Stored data
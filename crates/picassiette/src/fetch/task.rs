use std::collections::TryReserveError;
use std::fmt;
use std::sync::{Arc, Weak};
use std::sync::atomic::{AtomicU64, Ordering};

use thiserror::Error;

use super::target::{Target, TaskTicket};
use super::{FetchContext, panic_message};

/// An error a producer can return to signal that the process is running out of memory.
///
/// Returning this error, or any error caused by it or by a [`TryReserveError`], makes the fetch
/// coordinator evict the whole in-memory cache before delivering `None`.
#[derive(Debug, Default, Clone, Copy, Error)]
#[error("resource exhausted")]
pub struct ResourceExhausted;

/// Why a fetch did not produce a value.
#[derive(Debug, Error)]
pub(crate) enum FetchError {
    #[error("producer failed")]
    Producer(#[source] anyhow::Error),
    #[error("producer panicked: {0}")]
    Panicked(String),
    #[error("resource exhausted")]
    ResourceExhausted(#[source] anyhow::Error),
}

impl FetchError {
    fn from_producer(error: anyhow::Error) -> Self {
        let exhausted = error
            .chain()
            .any(|cause| cause.is::<ResourceExhausted>() || cause.is::<TryReserveError>());
        if exhausted {
            Self::ResourceExhausted(error)
        } else {
            Self::Producer(error)
        }
    }

    fn reason(&self) -> &'static str {
        match self {
            Self::Producer(_) => "error",
            Self::Panicked(_) => "panic",
            Self::ResourceExhausted(_) => "resource_exhausted",
        }
    }
}

/// Counts a task in the `fetch.running` gauge for as long as it is alive.
///
/// Dropping the guard also covers tasks whose future is dropped before completion.
struct RunningGuard<'a>(&'a AtomicU64);

impl<'a> RunningGuard<'a> {
    fn enter(running: &'a AtomicU64) -> Self {
        let now = running.fetch_add(1, Ordering::Relaxed) + 1;
        metric!(gauge("fetch.running") = now);
        Self(running)
    }
}

impl Drop for RunningGuard<'_> {
    fn drop(&mut self) {
        let now = self.0.fetch_sub(1, Ordering::Relaxed) - 1;
        metric!(gauge("fetch.running") = now);
    }
}

/// The lifecycle of a [`FetchTask`].
#[derive(Debug, Clone, Copy, PartialEq, Eq)]
pub(crate) enum TaskState {
    Created,
    Running,
    Completed,
    Cancelled,
    Failed,
}

impl fmt::Display for TaskState {
    fn fmt(&self, f: &mut fmt::Formatter<'_>) -> fmt::Result {
        let name = match self {
            Self::Created => "created",
            Self::Running => "running",
            Self::Completed => "completed",
            Self::Cancelled => "cancelled",
            Self::Failed => "failed",
        };
        f.write_str(name)
    }
}

/// One in-flight fetch on behalf of a [`Target`].
pub(crate) struct FetchTask<P, A> {
    ticket: TaskTicket,
    params: Arc<A>,
    target: Weak<dyn Target<P, A>>,
    context: Arc<FetchContext<P, A>>,
    state: TaskState,
}

impl<P, A> FetchTask<P, A>
where
    P: Clone + Send + Sync + 'static,
    A: Send + Sync + 'static,
{
    pub fn new(
        ticket: TaskTicket,
        params: Arc<A>,
        target: Weak<dyn Target<P, A>>,
        context: Arc<FetchContext<P, A>>,
    ) -> Self {
        Self {
            ticket,
            params,
            target,
            context,
            state: TaskState::Created,
        }
    }

    fn transition(&mut self, state: TaskState) {
        tracing::trace!(
            task = self.ticket.id,
            key = &*self.ticket.key,
            from = %self.state,
            to = %state,
            "Fetch task state changed"
        );
        self.state = state;
    }

    /// Runs the task to completion and hands the result to the delivery context.
    ///
    /// Every terminal state ends up in the same guarded delivery.
    pub async fn run(mut self) {
        let context = Arc::clone(&self.context);
        let _running = RunningGuard::enter(&context.running);

        self.transition(TaskState::Running);
        let (state, value) = self.resolve().await;
        self.transition(state);
        self.deliver(value);
    }

    async fn resolve(&self) -> (TaskState, Option<P>) {
        let key = &*self.ticket.key;
        let token = &self.ticket.token;

        let _permit = match &self.context.limiter {
            Some(limiter) => {
                tokio::select! {
                    biased;
                    _ = token.cancelled() => return (TaskState::Cancelled, None),
                    permit = limiter.clone().acquire_owned() => permit.ok(),
                }
            }
            None => None,
        };
        if token.is_cancelled() {
            tracing::debug!(key, "Skipping producer of cancelled fetch");
            return (TaskState::Cancelled, None);
        }

        metric!(counter("fetch.computation") += 1);
        let producer = self.context.producer.clone();
        let params = self.params.clone();
        let owned_key = self.ticket.key.clone();
        let result = self
            .context
            .runtime
            .spawn_blocking(move || producer(&*owned_key, &*params))
            .await;

        let outcome = match result {
            Ok(Ok(value)) => Ok(value),
            Ok(Err(error)) => Err(FetchError::from_producer(error)),
            Err(error) if error.is_panic() => {
                Err(FetchError::Panicked(panic_message(error.into_panic().as_ref())))
            }
            Err(error) => Err(FetchError::Panicked(error.to_string())),
        };

        match outcome {
            Ok(value) => {
                if let (Some(cache), Some(value)) = (&self.context.cache, &value) {
                    cache.store(key.to_owned(), value.clone());
                }
                if token.is_cancelled() {
                    tracing::debug!(key, "Fetch was cancelled while running the producer");
                    return (TaskState::Cancelled, None);
                }
                (TaskState::Completed, value)
            }
            Err(error) => {
                metric!(counter("fetch.failed") += 1, "reason" => error.reason());
                tracing::warn!(error = &error as &dyn std::error::Error, key, "Fetch failed");

                if let FetchError::ResourceExhausted(_) = error {
                    metric!(counter("fetch.resource_exhausted") += 1);
                    if let Some(cache) = &self.context.cache {
                        tracing::warn!("Evicting the in-memory cache to free resources");
                        cache.evict_all();
                        cache.flush().await;
                    }
                }
                (TaskState::Failed, None)
            }
        }
    }

    /// Delivers `value` if the target is still bound to this task and the task was not cancelled.
    fn deliver(self, value: Option<P>) {
        let Self {
            ticket,
            target,
            context,
            state,
            ..
        } = self;

        context.dispatcher.dispatch(Box::new(move || {
            let Some(target) = target.upgrade() else {
                tracing::trace!(key = &*ticket.key, "Target is gone, dropping result");
                return;
            };
            let current = target.handle().finish(ticket.id);
            if !current || ticket.token.is_cancelled() {
                metric!(counter("fetch.superseded") += 1);
                tracing::debug!(
                    key = &*ticket.key,
                    %state,
                    "Discarding result of superseded fetch"
                );
                return;
            }
            metric!(counter("fetch.delivered") += 1);
            target.on_receive(value);
        }));
    }
}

• [Exercise aim]
Give back all of the data exactly, with every line intact.

• [Exercise result]
filename crates/picassiette/src/fetch/task.rs
use std::collections::TryReserveError;
use std::fmt;
use std::sync::{Arc, Weak};
use std::sync::atomic::{AtomicU64, Ordering};

use thiserror::Error;

use super::target::{Target, TaskTicket};
use super::{FetchContext, panic_message};

/// An error a producer can return to signal that the process is running out of memory.
///
/// Returning this error, or any error caused by it or by a [`TryReserveError`], makes the fetch
/// coordinator evict the whole in-memory cache before delivering `None`.
#[derive(Debug, Default, Clone, Copy, Error)]
#[error("resource exhausted")]
pub struct ResourceExhausted;

/// Why a fetch did not produce a value.
#[derive(Debug, Error)]
pub(crate) enum FetchError {
    #[error("producer failed")]
    Producer(#[source] anyhow::Error),
    #[error("producer panicked: {0}")]
    Panicked(String),
    #[error("resource exhausted")]
    ResourceExhausted(#[source] anyhow::Error),
}

impl FetchError {
    fn from_producer(error: anyhow::Error) -> Self {
        let exhausted = error
            .chain()
            .any(|cause| cause.is::<ResourceExhausted>() || cause.is::<TryReserveError>());
        if exhausted {
            Self::ResourceExhausted(error)
        } else {
            Self::Producer(error)
        }
    }

    fn reason(&self) -> &'static str {
        match self {
            Self::Producer(_) => "error",
            Self::Panicked(_) => "panic",
            Self::ResourceExhausted(_) => "resource_exhausted",
        }
    }
}

/// Counts a task in the `fetch.running` gauge for as long as it is alive.
///
/// Dropping the guard also covers tasks whose future is dropped before completion.
struct RunningGuard<'a>(&'a AtomicU64);

impl<'a> RunningGuard<'a> {
    fn enter(running: &'a AtomicU64) -> Self {
        let now = running.fetch_add(1, Ordering::Relaxed) + 1;
        metric!(gauge("fetch.running") = now);
        Self(running)
    }
}

impl Drop for RunningGuard<'_> {
    fn drop(&mut self) {
        let now = self.0.fetch_sub(1, Ordering::Relaxed) - 1;
        metric!(gauge("fetch.running") = now);
    }
}

/// The lifecycle of a [`FetchTask`].
#[derive(Debug, Clone, Copy, PartialEq, Eq)]
pub(crate) enum TaskState {
    Created,
    Running,
    Completed,
    Cancelled,
    Failed,
}

impl fmt::Display for TaskState {
    fn fmt(&self, f: &mut fmt::Formatter<'_>) -> fmt::Result {
        let name = match self {
            Self::Created => "created",
            Self::Running => "running",
            Self::Completed => "completed",
            Self::Cancelled => "cancelled",
            Self::Failed => "failed",
        };
        f.write_str(name)
    }
}

/// One in-flight fetch on behalf of a [`Target`].
pub(crate) struct FetchTask<P, A> {
    ticket: TaskTicket,
    params: Arc<A>,
    target: Weak<dyn Target<P, A>>,
    context: Arc<FetchContext<P, A>>,
    state: TaskState,
}

impl<P, A> FetchTask<P, A>
where
    P: Clone + Send + Sync + 'static,
    A: Send + Sync + 'static,
{
    pub fn new(
        ticket: TaskTicket,
        params: Arc<A>,
        target: Weak<dyn Target<P, A>>,
        context: Arc<FetchContext<P, A>>,
    ) -> Self {
        Self {
            ticket,
            params,
            target,
            context,
            state: TaskState::Created,
        }
    }

    fn transition(&mut self, state: TaskState) {
        tracing::trace!(
            task = self.ticket.id,
            key = &*self.ticket.key,
            from = %self.state,
            to = %state,
            "Fetch task state changed"
        );
        self.state = state;
    }

    /// Runs the task to completion and hands the result to the delivery context.
    ///
    /// Every terminal state ends up in the same guarded delivery.
    pub async fn run(mut self) {
        let context = Arc::clone(&self.context);
        let _running = RunningGuard::enter(&context.running);

        self.transition(TaskState::Running);
        let (state, value) = self.resolve().await;
        self.transition(state);
        self.deliver(value);
    }

    async fn resolve(&self) -> (TaskState, Option<P>) {
        let key = &*self.ticket.key;
        let token = &self.ticket.token;

        let _permit = match &self.context.limiter {
            Some(limiter) => {
                tokio::select! {
                    biased;
                    _ = token.cancelled() => return (TaskState::Cancelled, None),
                    permit = limiter.clone().acquire_owned() => permit.ok(),
                }
            }
            None => None,
        };
        if token.is_cancelled() {
            tracing::debug!(key, "Skipping producer of cancelled fetch");
            return (TaskState::Cancelled, None);
        }

        metric!(counter("fetch.computation") += 1);
        let producer = self.context.producer.clone();
        let params = self.params.clone();
        let owned_key = self.ticket.key.clone();
        let result = self
            .context
            .runtime
            .spawn_blocking(move || producer(&*owned_key, &*params))
            .await;

        let outcome = match result {
            Ok(Ok(value)) => Ok(value),
            Ok(Err(error)) => Err(FetchError::from_producer(error)),
            Err(error) if error.is_panic() => {
                Err(FetchError::Panicked(panic_message(error.into_panic().as_ref())))
            }
            Err(error) => Err(FetchError::Panicked(error.to_string())),
        };

        match outcome {
            Ok(value) => {
                if let (Some(cache), Some(value)) = (&self.context.cache, &value) {
                    cache.store(key.to_owned(), value.clone());
                }
                if token.is_cancelled() {
                    tracing::debug!(key, "Fetch was cancelled while running the producer");
                    return (TaskState::Cancelled, None);
                }
                (TaskState::Completed, value)
            }
            Err(error) => {
                metric!(counter("fetch.failed") += 1, "reason" => error.reason());
                tracing::warn!(error = &error as &dyn std::error::Error, key, "Fetch failed");

                if let FetchError::ResourceExhausted(_) = error {
                    metric!(counter("fetch.resource_exhausted") += 1);
                    if let Some(cache) = &self.context.cache {
                        tracing::warn!("Evicting the in-memory cache to free resources");
                        cache.evict_all();
                        cache.flush().await;
                    }
                }
                (TaskState::Failed, None)
            }
        }
    }

    /// Delivers `value` if the target is still bound to this task and the task was not cancelled.
    fn deliver(self, value: Option<P>) {
        let Self {
            ticket,
            target,
            context,
            state,
            ..
        } = self;

        context.dispatcher.dispatch(Box::new(move || {
            let Some(target) = target.upgrade() else {
                tracing::trace!(key = &*ticket.key, "Target is gone, dropping result");
                return;
            };
            let current = target.handle().finish(ticket.id);
            if !current || ticket.token.is_cancelled() {
                metric!(counter("fetch.superseded") += 1);
                tracing::debug!(
                    key = &*ticket.key,
                    %state,
                    "Discarding result of superseded fetch"
                );
                return;
            }
            metric!(counter("fetch.delivered") += 1);
            target.on_receive(value);
        }));
    }
}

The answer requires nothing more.